# I'm restoring an old 403 Sqn Vehicle. I have some questions....



## armybuck041 (9 Dec 2009)

Hello,

In my quest to restore an old Army Jeep, I ended up buying an M151A2 a while back. Initially, the provenance of the vehicle wasn't of great importance, but as I spend more time working on it, I have become quite interested.

By way of some detailed hunting through CF Vehicle Databases with the AM General Serial Number, I was able to find the CFR Number and shortly after, its maintenance and VMO history.

So, turns out this M151A2 spent its entire 14 years with 403 Sqn (HOTS) in Gagetown.

My questions are:

What would the primary role of a Jeep at 403 Sqn have been?
Did 403 Sqn Vehicles have Call Signs?
This one had Radios in it. Would they have been normal VHF (RT-524) or something else like HF?   

Thanks


----------



## TN2IC (11 Dec 2009)

PM me with the CFR and I"ll see what info I can bring up on it with FMS.


----------



## Loachman (11 Dec 2009)

During what time was it with 403 Squadron?


----------



## armybuck041 (11 Dec 2009)

Loachman said:
			
		

> During what time was it with 403 Squadron?



Delivered new in 1974, serving until approx 1987 when it was scrapped and replaced by an Iltis.

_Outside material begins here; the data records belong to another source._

//! End-to-end: compile, assemble with the system toolchain, run, and check
//! the program's output. Skipped when no `cc` is available.

use assert_cmd::Command;
use std::fs;
use std::process::{Command as StdCommand, Stdio};

fn have_cc() -> bool {
    StdCommand::new("cc")
        .arg("--version")
        .stdout(Stdio::null())
        .stderr(Stdio::null())
        .status()
        .is_ok_and(|status| status.success())
}

/// Compiles and runs `src`, returning (stdout, exit status).
fn compile_and_run(src: &str) -> (String, i32) {
    let dir = tempfile::tempdir().expect("tempdir");
    let input = dir.path().join("prog.c");
    let asm = dir.path().join("prog.s");
    let exe = dir.path().join("prog");
    fs::write(&input, src).expect("write input");

    let output = Command::new(assert_cmd::cargo::cargo_bin!(env!("CARGO_PKG_NAME")))
        .arg(&input)
        .arg("-S")
        .arg("-o")
        .arg(&asm)
        .output()
        .expect("run minicc");
    assert!(
        output.status.success(),
        "minicc failed:\n{}",
        String::from_utf8_lossy(&output.stderr)
    );

    let cc = StdCommand::new("cc")
        .arg("-o")
        .arg(&exe)
        .arg(&asm)
        .arg("-lc")
        .output()
        .expect("run cc");
    assert!(
        cc.status.success(),
        "cc failed:\n{}\n--- assembly ---\n{}",
        String::from_utf8_lossy(&cc.stderr),
        fs::read_to_string(&asm).unwrap_or_default()
    );

    let run = StdCommand::new(&exe).output().expect("run executable");
    (
        String::from_utf8_lossy(&run.stdout).to_string(),
        run.status.code().unwrap_or(-1),
    )
}

macro_rules! skip_without_cc {
    () => {
        if !have_cc() {
            eprintln!("skipping: no cc on PATH");
            return;
        }
        // ARM64 assembly uses Mach-O page relocations; arm64-linux is not
        // among the supported targets.
        if cfg!(target_arch = "aarch64") && cfg!(target_os = "linux") {
            eprintln!("skipping: arm64-linux is not a supported target");
            return;
        }
    };
}

#[test]
fn hello_world() {
    skip_without_cc!();
    let (stdout, status) = compile_and_run(
        r#"
int main() {
    printf("Hello, World!\n");
    return 0;
}
"#,
    );
    assert_eq!(stdout, "Hello, World!\n");
    assert_eq!(status, 0);
}

#[test]
fn exit_status_comes_from_main() {
    skip_without_cc!();
    let (_, status) = compile_and_run("int main() { return 7; }");
    assert_eq!(status, 7);
}

#[test]
fn recursive_fibonacci() {
    skip_without_cc!();
    let (stdout, _) = compile_and_run(
        r#"
int fib(int n) {
    if (n <= 1) {
        return n;
    }
    return fib(n - 1) + fib(n - 2);
}

int main() {
    for (int i = 0; i < 15; i = i + 1) {
        printf("fib(%d) = %d\n", i, fib(i));
    }
    return 0;
}
"#,
    );
    let expected: String = [0, 1, 1, 2, 3, 5, 8, 13, 21, 34, 55, 89, 144, 233, 377]
        .iter()
        .enumerate()
        .map(|(i, f)| format!("fib({i}) = {f}\n"))
        .collect();
    assert_eq!(stdout, expected);
}

#[test]
fn recursive_factorial() {
    skip_without_cc!();
    let (stdout, _) = compile_and_run(
        r#"
int factorial(int n) {
    if (n <= 1) {
        return 1;
    }
    return n * factorial(n - 1);
}

int main() {
    for (int i = 0; i <= 10; i = i + 1) {
        printf("%d! = %d\n", i, factorial(i));
    }
    return 0;
}
"#,
    );
    let expected: String = [1, 1, 2, 6, 24, 120, 720, 5040, 40320, 362880, 3628800]
        .iter()
        .enumerate()
        .map(|(i, f)| format!("{i}! = {f}\n"))
        .collect();
    assert_eq!(stdout, expected);
}

#[test]
fn primes_up_to_fifty() {
    skip_without_cc!();
    let (stdout, _) = compile_and_run(
        r#"
int is_prime(int n) {
    if (n < 2) return 0;
    for (int i = 2; i * i <= n; i = i + 1) {
        if (n % i == 0) return 0;
    }
    return 1;
}

int main() {
    int count = 0;
    for (int i = 1; i <= 50; i = i + 1) {
        if (is_prime(i)) {
            printf("%d ", i);
            count = count + 1;
        }
    }
    printf("\nFound %d primes\n", count);
    return 0;
}
"#,
    );
    assert_eq!(
        stdout,
        "2 3 5 7 11 13 17 19 23 29 31 37 41 43 47 \nFound 15 primes\n"
    );
}

#[test]
fn globals_and_arrays() {
    skip_without_cc!();
    let (stdout, _) = compile_and_run(
        r#"
int g = 42;

int main() {
    int a[5];
    a[0] = 7;
    a[1] = a[0] + 1;
    printf("%d %d %d\n", g, a[0], a[1]);
    return 0;
}
"#,
    );
    assert_eq!(stdout, "42 7 8\n");
}

#[test]
fn operators_and_compound_assignment() {
    skip_without_cc!();
    let (stdout, _) = compile_and_run(
        r#"
int g = 5;

int twice(int n) {
    return n * 2;
}

int main() {
    int a = 7;
    a += 3;
    a -= 1;
    int b[3];
    b[0] = a;
    b[1] = b[0] + g;
    b[2] = twice(b[1]);
    b[2] += 2;
    printf("%d %d %d %d\n", a, b[0], b[1], b[2]);
    printf("%d %d %d %d\n", 1 && 0, 1 || 0, !5, 10 % 3);
    printf("%d %d\n", -3, 17 / 5);
    return 0;
}
"#,
    );
    assert_eq!(stdout, "9 9 14 30\n0 1 0 1\n-3 3\n");
}

#[test]
fn while_loops_and_increment() {
    skip_without_cc!();
    let (stdout, _) = compile_and_run(
        r#"
int main() {
    int sum = 0;
    int i = 1;
    while (i <= 10) {
        sum += i;
        ++i;
    }
    printf("%d\n", sum);
    return 0;
}
"#,
    );
    assert_eq!(stdout, "55\n");
}

#[test]
fn global_variables_are_shared_across_functions() {
    skip_without_cc!();
    let (stdout, _) = compile_and_run(
        r#"
int counter;

void bump() {
    counter = counter + 1;
}

int main() {
    bump();
    bump();
    bump();
    printf("%d\n", counter);
    return 0;
}
"#,
    );
    assert_eq!(stdout, "3\n");
}

#[test]
fn wide_literals_survive_the_round_trip() {
    skip_without_cc!();
    let (stdout, _) = compile_and_run(
        r#"
int main() {
    printf("%d\n", 1000000);
    return 0;
}
"#,
    );
    assert_eq!(stdout, "1000000\n");
}
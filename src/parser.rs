use crate::ast::{AssignOp, Ast, AstKind, BinaryOp, ReturnType, UnaryOp};
use crate::error::{CompileError, CompileResult, SourceLocation};
use crate::lexer::{Keyword, Punct, Token, TokenKind};

pub fn parse(tokens: &[Token]) -> CompileResult<Ast> {
    let mut parser = Parser::new(tokens);
    parser.parse_program()
}

struct Parser<'a> {
    tokens: &'a [Token],
    pos: usize,
}
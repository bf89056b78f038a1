use minicc::ast::Ast;
use minicc::lexer::{self, TokenKind};
use minicc::parser;
use minicc::symtab::{SymbolKind, SymbolTable};
use serde_json::Value;

fn parse(src: &str) -> Ast {
    let tokens = lexer::tokenize(src).expect("tokenize");
    parser::parse(&tokens).expect("parse")
}

fn parse_json(src: &str) -> Value {
    serde_json::to_value(parse(src)).expect("serialize")
}

#[test]
fn tokenizes_in_source_order() {
    let tokens = lexer::tokenize("int x = 42;").expect("tokenize");
    let kinds: Vec<String> = tokens.iter().map(|t| format!("{:?}", t.kind)).collect();
    assert_eq!(
        kinds,
        [
            "Keyword(Int)",
            "Ident(\"x\")",
            "Punct(Assign)",
            "Num(42)",
            "Punct(Semicolon)",
            "Eof"
        ]
    );
}

#[test]
fn empty_input_is_a_single_eof() {
    let tokens = lexer::tokenize("").expect("tokenize");
    assert_eq!(tokens.len(), 1);
    assert_eq!(tokens[0].kind, TokenKind::Eof);
}

#[test]
fn comments_are_whitespace() {
    let src = "// line\nint x; /* block\nspanning lines */ int y;";
    let tokens = lexer::tokenize(src).expect("tokenize");
    let idents: Vec<_> = tokens
        .iter()
        .filter_map(|t| match &t.kind {
            TokenKind::Ident(name) => Some(name.as_str()),
            _ => None,
        })
        .collect();
    assert_eq!(idents, ["x", "y"]);
}

#[test]
fn unterminated_block_comment_reaches_eof_without_error() {
    let tokens = lexer::tokenize("int x; /* never closed").expect("tokenize");
    assert_eq!(tokens.last().unwrap().kind, TokenKind::Eof);
    assert_eq!(tokens.len(), 4);
}

#[test]
fn string_literals_keep_escapes_verbatim() {
    let tokens = lexer::tokenize(r#""a\n\"b""#).expect("tokenize");
    assert_eq!(tokens[0].kind, TokenKind::Str(r#"a\n\"b"#.to_string()));
}

#[test]
fn lone_pipe_is_rejected() {
    let err = lexer::tokenize("int x = 1 | 2;").unwrap_err();
    assert!(err.message().contains("expected '||'"), "{err}");
    assert_eq!(err.location().unwrap().line, 1);
}

#[test]
fn number_overflow_wraps_silently() {
    let tokens = lexer::tokenize("99999999999999999999").expect("tokenize");
    assert!(matches!(tokens[0].kind, TokenKind::Num(_)));
}

#[test]
fn positions_track_lines_and_columns() {
    let tokens = lexer::tokenize("int\n  x;").expect("tokenize");
    assert_eq!((tokens[0].location.line, tokens[0].location.column), (1, 1));
    assert_eq!((tokens[1].location.line, tokens[1].location.column), (2, 3));
}

#[test]
fn multiplication_binds_tighter_than_addition() {
    let v = parse_json("int main() { return 1 + 2 * 3; }");
    let ret = &v["functions"][0]["body"]["statements"][0];
    assert_eq!(ret["type"], "ReturnStatement");
    let value = &ret["value"];
    assert_eq!(value["operator"], "+");
    assert_eq!(value["right"]["operator"], "*");
}

#[test]
fn comparison_binds_tighter_than_logical_and() {
    let v = parse_json("int main() { return 1 < 2 && 3 == 3; }");
    let value = &v["functions"][0]["body"]["statements"][0]["value"];
    assert_eq!(value["operator"], "&&");
    assert_eq!(value["left"]["operator"], "<");
    assert_eq!(value["right"]["operator"], "==");
}

#[test]
fn assignment_is_right_associative() {
    let v = parse_json("int main() { int a; int b; a = b = 1; }");
    let assign = &v["functions"][0]["body"]["statements"][2];
    assert_eq!(assign["type"], "Assignment");
    assert_eq!(assign["right"]["type"], "Assignment");
}

#[test]
fn dangling_else_binds_to_nearest_if() {
    let v = parse_json("int main() { int x; if (1) if (2) x = 1; else x = 2; }");
    let outer = &v["functions"][0]["body"]["statements"][1];
    assert_eq!(outer["type"], "IfStatement");
    assert!(outer["else"].is_null());
    let inner = &outer["then"];
    assert_eq!(inner["type"], "IfStatement");
    assert_eq!(inner["else"]["type"], "Assignment");
}

#[test]
fn prefix_increment_desugars_to_assignment() {
    let v = parse_json("int main() { int x = 0; ++x; --x; }");
    let inc = &v["functions"][0]["body"]["statements"][1];
    assert_eq!(inc["type"], "Assignment");
    assert_eq!(inc["operator"], "=");
    assert_eq!(inc["left"], serde_json::json!({"type": "Variable", "name": "x"}));
    assert_eq!(inc["right"]["operator"], "+");
    assert_eq!(inc["right"]["right"], serde_json::json!({"type": "NumLiteral", "value": 1}));
    let dec = &v["functions"][0]["body"]["statements"][2];
    assert_eq!(dec["right"]["operator"], "-");
}

#[test]
fn compound_assignment_keeps_its_operator() {
    let v = parse_json("int main() { int x = 0; x += 2; x -= 1; }");
    assert_eq!(v["functions"][0]["body"]["statements"][1]["operator"], "+=");
    assert_eq!(v["functions"][0]["body"]["statements"][2]["operator"], "-=");
}

#[test]
fn for_loop_parts_may_be_absent() {
    let v = parse_json("int main() { for (;;) { return 0; } }");
    let f = &v["functions"][0]["body"]["statements"][0];
    assert_eq!(f["type"], "ForLoop");
    assert!(f["init"].is_null());
    assert!(f["condition"].is_null());
    assert!(f["update"].is_null());
}

#[test]
fn for_loop_can_declare_its_counter() {
    let v = parse_json("int main() { for (int i = 0; i < 3; i = i + 1) {} }");
    let f = &v["functions"][0]["body"]["statements"][0];
    assert_eq!(f["init"]["type"], "VarDecl");
    assert_eq!(f["init"]["name"], "i");
}

#[test]
fn top_level_splits_globals_from_functions() {
    let v = parse_json("int g = 1;\nint a[5];\nint main() { return g; }\nvoid noop() {}");
    assert_eq!(v["type"], "Program");
    assert_eq!(v["globals"].as_array().unwrap().len(), 2);
    assert_eq!(v["functions"].as_array().unwrap().len(), 2);
    assert_eq!(v["functions"][0]["returnType"], "int");
    assert_eq!(v["functions"][1]["returnType"], "void");
}

#[test]
fn array_decl_carries_its_size() {
    let v = parse_json("int a[5];");
    let decl = &v["globals"][0];
    assert_eq!(decl["isArray"], true);
    assert_eq!(decl["arraySize"], 5);
    assert!(decl["initializer"].is_null());
}

#[test]
fn scalar_decl_has_no_array_size_field() {
    let v = parse_json("int g = 7;");
    let decl = &v["globals"][0];
    assert_eq!(decl["isArray"], false);
    assert!(decl.get("arraySize").is_none());
    assert_eq!(decl["initializer"]["value"], 7);
}

#[test]
fn parameter_type_keywords_are_optional() {
    let v = parse_json("int add(int a, b) { return a + b; }");
    assert_eq!(v["functions"][0]["parameters"], serde_json::json!(["a", "b"]));
}

#[test]
fn call_array_access_and_address_of_parse() {
    let v = parse_json("int main() { int a[2]; f(a[0], &a); return 0; }");
    let call = &v["functions"][0]["body"]["statements"][1];
    assert_eq!(call["type"], "FunctionCall");
    assert_eq!(call["arguments"][0]["type"], "ArrayAccess");
    assert_eq!(call["arguments"][1]["type"], "AddressOf");
}

#[test]
fn locations_do_not_leak_into_json() {
    let v = parse_json("int main() { return 0; }");
    assert!(v.get("location").is_none());
    assert!(v["functions"][0].get("location").is_none());
}

#[test]
fn pointer_declarator_is_a_syntax_error() {
    let tokens = lexer::tokenize("int main() { int x = 3; int *u; return 0; }").unwrap();
    let err = parser::parse(&tokens).unwrap_err();
    assert!(err.message().contains("expected an identifier"), "{err}");
}

#[test]
fn truncated_input_reports_instead_of_running_off_the_end() {
    let tokens = lexer::tokenize("int main() {").unwrap();
    let err = parser::parse(&tokens).unwrap_err();
    assert!(err.message().contains("end of file"), "{err}");
}

#[test]
fn serialized_tree_is_reproducible() {
    let src = "int g;\nint main() { for (int i = 0; i < 3; ++i) g += i; return g; }";
    assert_eq!(parse(src), parse(src));
    assert_eq!(parse_json(src), parse_json(src));
}

#[test]
fn symbol_table_layout_and_lifetime() {
    let mut table = SymbolTable::new();
    table.define_global("g", false, 0);

    let mark = table.enter_function(2);
    table.define_param("a", 0);
    table.define_param("b", 1);

    // First local lands just past the parameter spill slots.
    assert_eq!(table.define_local("x", false, 0), 24);
    assert_eq!(table.define_local("arr", true, 5), 48);
    assert_eq!(table.define_local("y", false, 0), 56);

    // Reverse scan: the innermost binding wins.
    table.define_local("g", false, 0);
    assert!(matches!(
        table.resolve("g").unwrap().kind,
        SymbolKind::Local { .. }
    ));
    assert!(matches!(
        table.resolve("b").unwrap().kind,
        SymbolKind::Param { index: 1 }
    ));
    assert!(table.resolve("missing").is_none());

    // Function exit restores the pre-function state.
    table.leave_function(mark);
    assert_eq!(table.len(), 1);
    assert!(matches!(table.resolve("g").unwrap().kind, SymbolKind::Global));
}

I pulled all the info I could find from the EDR Viewer. Quite a bit of info still available. Surprisingly, it spent its entire career with 403 Sqn. Gently used too, only 26K on the Odometer.  

The CFR is 74-09782   

My concern here is to try and get an idea of how it would have been equipped and the correct stencils or markings etc as well as figuring out what it was used for (example: CO's rover, Staff Vehicle etc etc). It was stripped of most of its accessories and then painted Tremclad glossy green sometime prior to my getting it, so theres nothing for me to work with. It did have Tactical Radios in it as there is evidence of having been fitted with Radio Sub-Trays etc.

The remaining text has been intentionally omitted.